The following is a Plus Edition article written by and copyright by Dick Eastman.In my June 3, 2013, article, What I Use Now for Backups at http://goo.gl/nNXVoQ, I wrote:
I have experimented with all sorts of online backup services. I now back up all of my documents, family photos, and much more to Amazon S3 and Amazon Glacier. I don't back up the operating system or the programs. After all, I can always get new operating systems and new programs. All I back up off-site is the important things: my pictures, my documents, and the other things I created. I like Amazon's backup services ( S3 and Glacier) but am reluctant to recommend them for others. They are quite difficult to get set up and working if you haven't spent your life supporting computer systems of all sorts of operating systems, as I have. However, I struggled through it and it works well for me now. Best of all, it automatically backs things up while I am sleeping. Maybe I'll write an article someday: "The Easy Way to Perform Backups to Amazon S3 and Amazon Glacier." All I have to do is first figure out what the easy way is.This is the article I promised.
This is Part #1 of a two-part series. Part #1 will explain how one online backup service operates and will provide prices. Part #2 will discuss the various software options available for Windows and Macintosh users.
Everyone needs to backup important data that is stored on your computer's hard drive. In fact, everyone should have at least two copies of every backed up file. One copy should be stored near the computer for convenience, and the second (and possibly even more) copies should be stored “off site,” where they will be safe from a major disaster in your home, such as fire, flood, bust water pipe, hurricane, or accidental deletion. Luckily, there are many options to choose from.

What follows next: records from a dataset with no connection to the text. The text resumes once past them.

//! Dependency Graph
//!
//! Parent/child linkage over the node arena, with cycle rejection and depth
//! bookkeeping.
//!
//! # Depth
//!
//! A node's depth is `0` without parents, otherwise one more than the
//! deepest parent. Structural edits do not fix depths on the spot; they pend
//! the edited node in the Update set and [`DependencyGraph::drain_update`]
//! settles everything, lowest depth first, pushing changes down to children.
//!
//! # Cycles
//!
//! Every edge insertion first walks the would-be child's descendants. If the
//! would-be parent is among them the edit is rejected before anything is
//! touched.

use std::collections::HashSet;

use super::node::{Node, NodeId, NodeKind};
use super::pending::PendingSet;
use super::store::NodeStore;
use crate::error::{GraphError, Result};

/// The dependency graph and its Update worklist.
#[derive(Debug, Clone, Default)]
pub struct DependencyGraph {
    pub(crate) store: NodeStore,
    pub(crate) update: PendingSet,
}

impl DependencyGraph {
    pub fn new() -> Self {
        Self::default()
    }

    pub fn node(&self, id: NodeId) -> Result<&Node> {
        self.store.get(id)
    }

    pub(crate) fn node_mut(&mut self, id: NodeId) -> Result<&mut Node> {
        self.store.get_mut(id)
    }

    pub fn contains(&self, id: NodeId) -> bool {
        self.store.contains(id)
    }

    pub fn node_count(&self) -> usize {
        self.store.len()
    }

    pub fn nodes(&self) -> impl Iterator<Item = (NodeId, &Node)> {
        self.store.iter()
    }

    pub fn depth(&self, id: NodeId) -> Result<u32> {
        Ok(self.store.get(id)?.depth())
    }

    /// Nodes waiting for depth recomputation.
    pub fn pending_update(&self) -> &PendingSet {
        &self.update
    }

    /// Add a node with the given ordered parents.
    ///
    /// Parents must be live data nodes, and only derived kinds may have
    /// parents. A new node has no children, so it cannot close a cycle.
    pub fn add_node(&mut self, node: Node) -> Result<NodeId> {
        if !node.parents().is_empty() && !node.kind().is_derived() {
            return Err(GraphError::UnexpectedParents(node.kind().label().to_string()));
        }
        for &parent in node.parents() {
            self.check_data_parent(parent)?;
        }

        let parents: Vec<NodeId> = node.parents().to_vec();
        let depth = self.depth_from(&parents)?;
        let id = self.store.insert(node);
        self.store.get_mut(id)?.set_depth(depth);
        for parent in parents {
            self.store.get_mut(parent)?.add_child(id);
        }
        if !self.update.is_empty() {
            // Parent depths may still be stale; let the next drain confirm.
            self.update.insert(id, depth);
        }
        Ok(id)
    }

    /// Unlink and remove a node. Fails if anything still depends on it.
    pub fn remove_node(&mut self, id: NodeId) -> Result<Node> {
        let node = self.store.get(id)?;
        if !node.children().is_empty() {
            return Err(GraphError::DanglingChild {
                node: id,
                children: node.children().len(),
            });
        }
        if let Some(members) = node.members() {
            if !members.is_empty() {
                return Err(GraphError::DanglingChild {
                    node: id,
                    children: members.len(),
                });
            }
        }

        self.detach_scope(id)?;
        let node = self.store.remove(id)?;
        for &parent in node.parents() {
            if let Ok(parent) = self.store.get_mut(parent) {
                parent.remove_child(id);
            }
        }
        self.update.remove(id);
        Ok(node)
    }

    /// Make `child` depend on `parent`.
    ///
    /// Returns `Ok(false)` if the link already existed.
    pub fn add_child(&mut self, parent: NodeId, child: NodeId) -> Result<bool> {
        self.check_data_parent(parent)?;
        let child_node = self.store.get(child)?;
        if !child_node.kind().is_derived() {
            return Err(GraphError::WrongKind {
                node: child,
                expected: "a derived node",
            });
        }
        if child_node.parents().contains(&parent) {
            return Ok(false);
        }
        if self.would_cycle(parent, child)? {
            return Err(GraphError::GraphCycle { parent, child });
        }

        self.store.get_mut(parent)?.add_child(child);
        let child_node = self.store.get_mut(child)?;
        child_node.parents_mut().push(parent);
        let depth = child_node.depth();
        self.update.insert(child, depth);
        Ok(true)
    }

    /// Drop every link from `parent` to `child`.
    ///
    /// Returns `Ok(false)` if there was no such link.
    pub fn remove_child(&mut self, parent: NodeId, child: NodeId) -> Result<bool> {
        self.store.get(parent)?;
        let child_node = self.store.get_mut(child)?;
        if !child_node.parents().contains(&parent) {
            return Ok(false);
        }
        child_node.parents_mut().retain(|p| *p != parent);
        let depth = child_node.depth();
        self.store.get_mut(parent)?.remove_child(child);
        self.update.insert(child, depth);
        Ok(true)
    }

    /// Replace a node's ordered parent list in one step.
    pub fn set_parents(&mut self, id: NodeId, parents: &[NodeId]) -> Result<()> {
        let node = self.store.get(id)?;
        if !node.kind().is_derived() && !parents.is_empty() {
            return Err(GraphError::WrongKind {
                node: id,
                expected: "a derived node",
            });
        }
        for &parent in parents {
            self.check_data_parent(parent)?;
            if self.would_cycle(parent, id)? {
                return Err(GraphError::GraphCycle { parent, child: id });
            }
        }

        let old: Vec<NodeId> = self.store.get(id)?.parents().to_vec();
        for parent in old.iter().filter(|p| !parents.contains(p)) {
            self.store.get_mut(*parent)?.remove_child(id);
        }
        for &parent in parents {
            self.store.get_mut(parent)?.add_child(id);
        }
        let node = self.store.get_mut(id)?;
        let list = node.parents_mut();
        list.clear();
        list.extend_from_slice(parents);
        let depth = node.depth();
        self.update.insert(id, depth);
        Ok(())
    }

    /// Whether `to` can be reached from `from` by following child links.
    pub fn reaches(&self, from: NodeId, to: NodeId) -> Result<bool> {
        if from == to {
            return Ok(true);
        }
        let mut visited = HashSet::new();
        let mut stack = vec![from];
        while let Some(id) = stack.pop() {
            for &child in self.store.get(id)?.children() {
                if child == to {
                    return Ok(true);
                }
                if visited.insert(child) {
                    stack.push(child);
                }
            }
        }
        Ok(false)
    }

    /// An edge `parent -> child` closes a cycle when `parent` already
    /// depends on `child`.
    fn would_cycle(&self, parent: NodeId, child: NodeId) -> Result<bool> {
        self.reaches(child, parent)
    }

    fn check_data_parent(&self, parent: NodeId) -> Result<()> {
        if self.store.get(parent)?.kind().is_data() {
            Ok(())
        } else {
            Err(GraphError::WrongKind {
                node: parent,
                expected: "a data node",
            })
        }
    }

    fn depth_from(&self, parents: &[NodeId]) -> Result<u32> {
        let mut depth = None;
        for &parent in parents {
            let d = self.store.get(parent)?.depth();
            depth = Some(depth.map_or(d, |m: u32| m.max(d)));
        }
        Ok(depth.map_or(0, |m| m + 1))
    }

    /// Recompute depths for every node pending in the Update set.
    ///
    /// Calls `on_touch(node, depth)` for each node processed, with its
    /// recomputed depth. Returns how many depths changed.
    pub fn drain_update(&mut self, mut on_touch: impl FnMut(NodeId, u32)) -> usize {
        let mut changed = 0;
        while let Some((_, id)) = self.update.pop_lowest() {
            let Ok(node) = self.store.get(id) else {
                continue;
            };
            let parents: Vec<NodeId> = node.parents().to_vec();
            let stored = node.depth();
            let Ok(depth) = self.depth_from(&parents) else {
                continue;
            };
            on_touch(id, depth);
            if depth == stored {
                continue;
            }
            changed += 1;

            let children: Vec<NodeId> = match self.store.get_mut(id) {
                Ok(node) => {
                    node.set_depth(depth);
                    node.children().iter().copied().collect()
                }
                Err(_) => continue,
            };
            for child in children {
                if let Ok(child_node) = self.store.get(child) {
                    self.update.insert(child, child_node.depth());
                }
            }
        }
        changed
    }

    /// Check every node's depth against its parents.
    ///
    /// Only meaningful once the Update set has drained.
    pub fn depths_consistent(&self) -> bool {
        self.store.iter().all(|(_, node)| {
            self.depth_from(node.parents())
                .map(|d| d == node.depth())
                .unwrap_or(false)
        })
    }

    pub(crate) fn new_namespace(&mut self) -> NodeId {
        self.store.insert(Node::new(
            NodeKind::Namespace {
                members: Default::default(),
            },
            &[],
            None,
        ))
    }
}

Mozy, Backblaze, CrashPlan, Carbonite, Dropbox, SugarSync, SpiderOak, Acronis, SafeSync, Copy.com, and other online services will back up your data to the cloud. Many of these services even provide a limited amount of backup space free of charge, typically 2 gigabytes to as much as 15 gigabytes. Free storage space obviously is a great bargain, and I strongly advise you to take advantage of it if the size limitation fits your needs. However, what do you do if you need even more space? What if you need 50 gigabytes or perhaps 500 gigabytes or even more?
The answer is that you pay money to one of the backup companies. Indeed, that is an excellent solution if you wish to back up 50 gigabytes or so. The prices charged by most online backup services are still modest for 50 gigabytes of space. However, as you purchase more and more space, the prices escalate quickly. Even larger amounts of storage space are available, but they will cost more.

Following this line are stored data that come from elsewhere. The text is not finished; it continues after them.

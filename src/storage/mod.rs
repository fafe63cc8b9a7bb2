//! Store adapter abstraction and implementations.
//!
//! This module defines the contract the projection layer requires from a sorted
//! key-value store: a primary hash+range key, several secondary hash+range
//! indexes, batched puts with overwrite-by-key semantics, and single-partition
//! range queries with limit and reverse-order options.

pub mod memory;

use std::sync::Arc;

use async_trait::async_trait;
use thiserror::Error;

use crate::models::ProjectionItem;

/// Largest batch a single `put_batch` call accepts.
pub const MAX_BATCH_SIZE: usize = 25;

/// Errors that can occur during store operations.
#[derive(Debug, Error)]
pub enum StorageError {
    /// Provisioned write capacity exceeded (transient)
    #[error("Capacity exceeded: {0}")]
    CapacityExceeded(String),

    /// Request throttled (transient)
    #[error("Request throttled: {0}")]
    Throttled(String),

    /// Malformed request (e.g. batch too large, empty key)
    #[error("Validation error: {0}")]
    ValidationError(String),

    /// Query named an index the store does not have
    #[error("Index not found: {0}")]
    IndexNotFound(String),

    /// Snapshot read/write or serialization failure
    #[error("Persistence error: {0}")]
    Persistence(String),

    /// Non-retryable infrastructure fault
    #[error("Store fault: {0}")]
    Fault(String),
}

impl StorageError {
    /// Whether the failed operation may succeed if retried after a backoff.
    pub fn is_retryable(&self) -> bool {
        matches!(
            self,
            StorageError::CapacityExceeded(_) | StorageError::Throttled(_)
        )
    }
}

/// Result type for store operations.
pub type StorageResult<T> = Result<T, StorageError>;

/// Condition on the sort key of a range query.
#[derive(Debug, Clone, PartialEq, Eq)]
pub enum SortKeyCondition {
    /// Sort key equals the value
    Equals(String),

    /// Sort key starts with the value
    BeginsWith(String),

    /// Sort key lies in `[low, high]`, both inclusive
    Between(String, String),
}

impl SortKeyCondition {
    /// Check whether a sort key satisfies this condition.
    pub fn matches(&self, sort_key: &str) -> bool {
        match self {
            SortKeyCondition::Equals(value) => sort_key == value,
            SortKeyCondition::BeginsWith(prefix) => sort_key.starts_with(prefix.as_str()),
            SortKeyCondition::Between(low, high) => {
                sort_key >= low.as_str() && sort_key <= high.as_str()
            }
        }
    }
}

/// A single-partition range query against the primary key or a secondary index.
#[derive(Debug, Clone, Default, PartialEq, Eq)]
pub struct KeyQuery {
    /// Partition to scan
    pub partition_key: String,

    /// Optional restriction on the sort key
    pub condition: Option<SortKeyCondition>,

    /// Secondary index to query; `None` queries the primary key
    pub index: Option<String>,

    /// Maximum number of items to return
    pub limit: Option<usize>,

    /// Scan in descending sort key order
    pub reverse: bool,
}

impl KeyQuery {
    /// Query the primary key for one partition.
    pub fn partition(partition_key: impl Into<String>) -> Self {
        Self {
            partition_key: partition_key.into(),
            ..Default::default()
        }
    }

    pub fn on_index(mut self, index: impl Into<String>) -> Self {
        self.index = Some(index.into());
        self
    }

    pub fn with_condition(mut self, condition: SortKeyCondition) -> Self {
        self.condition = Some(condition);
        self
    }

    pub fn with_limit(mut self, limit: Option<usize>) -> Self {
        self.limit = limit;
        self
    }

    pub fn reversed(mut self) -> Self {
        self.reverse = true;
        self
    }
}

/// Trait for sorted key-value store backends.
///
/// Implementations must be safe to share between concurrent readers; writes use
/// overwrite-by-key semantics and are never merged with existing items.
#[async_trait]
pub trait ProjectionStore: Send + Sync {
    /// Persist a batch of items, keyed by `(partition_key, sort_key)`.
    ///
    /// # Arguments
    /// * `items` - Items to write; an existing item with the same key is replaced
    /// * `max_batch_size` - Ceiling the caller chunked against
    ///
    /// # Returns
    /// The sub-batch the store could not process. An empty vector means every
    /// item was written.
    ///
    /// # Errors
    /// Returns `StorageError::CapacityExceeded` if the whole batch was rejected for
    /// capacity, or `StorageError::ValidationError` if the batch is malformed
    async fn put_batch(
        &self,
        items: Vec<ProjectionItem>,
        max_batch_size: usize,
    ) -> StorageResult<Vec<ProjectionItem>>;

    /// Run a range query within a single partition.
    ///
    /// # Returns
    /// Matching items in sort key order (descending if `reverse` is set)
    ///
    /// # Errors
    /// Returns `StorageError::IndexNotFound` for an unknown index, or
    /// `StorageError::Throttled` if the store is shedding load
    async fn query(&self, query: &KeyQuery) -> StorageResult<Vec<ProjectionItem>>;

    /// Total number of items in the primary key space.
    async fn count_items(&self) -> StorageResult<usize>;
}

#[async_trait]
impl<T: ProjectionStore + ?Sized> ProjectionStore for Arc<T> {
    async fn put_batch(
        &self,
        items: Vec<ProjectionItem>,
        max_batch_size: usize,
    ) -> StorageResult<Vec<ProjectionItem>> {
        (**self).put_batch(items, max_batch_size).await
    }

    async fn query(&self, query: &KeyQuery) -> StorageResult<Vec<ProjectionItem>> {
        (**self).query(query).await
    }

    async fn count_items(&self) -> StorageResult<usize> {
        (**self).count_items().await
    }
}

One thing that irritates me with many online storage services is that you must purchase "blocks" of space in advance, whether you use all the space or not. For instance, if you need to back up 12 gigabytes of data, you must purchase a 50-gigabyte "block" of storage space. That means you are using 12 gigabytes while you are paying for 38 gigabytes of storage space that you are not yet using! Prices vary, but $50 to $100 a year is not an unusual price for purchasing 50 or 100 gigabytes of storage space on most any of the online backup services.
Luckily, there is one well-known and very reliable storage space provider that charges a lot less. The same company always charges for exactly the amount of space that you are using at the moment; there is no need to purchase "blocks" of space that will remain only partially used. If you need 12.675 gigabytes of storage space, you pay for exactly 12.675 gigabytes, no more. You are never charged for “empty space.”
I presently have more than 500 gigabytes of data backed up to this cloud-based service, and the monthly price is a fraction of that of the other companies. It costs about $5.00 (U.S. dollars) per month to store more than a half terabyte in safe and secure data centers. Should I need to restore one or more files, I can do so easily.
The service I find most cost-effective is one of several cloud-based offerings from Amazon.com. For this article, I will focus on two of Amazon's services that store files for paying customers: Amazon Simple Storage Service (usually called Amazon S3) and Amazon Glacier. Both of these services are offered by Amazon Web Services, or AWS.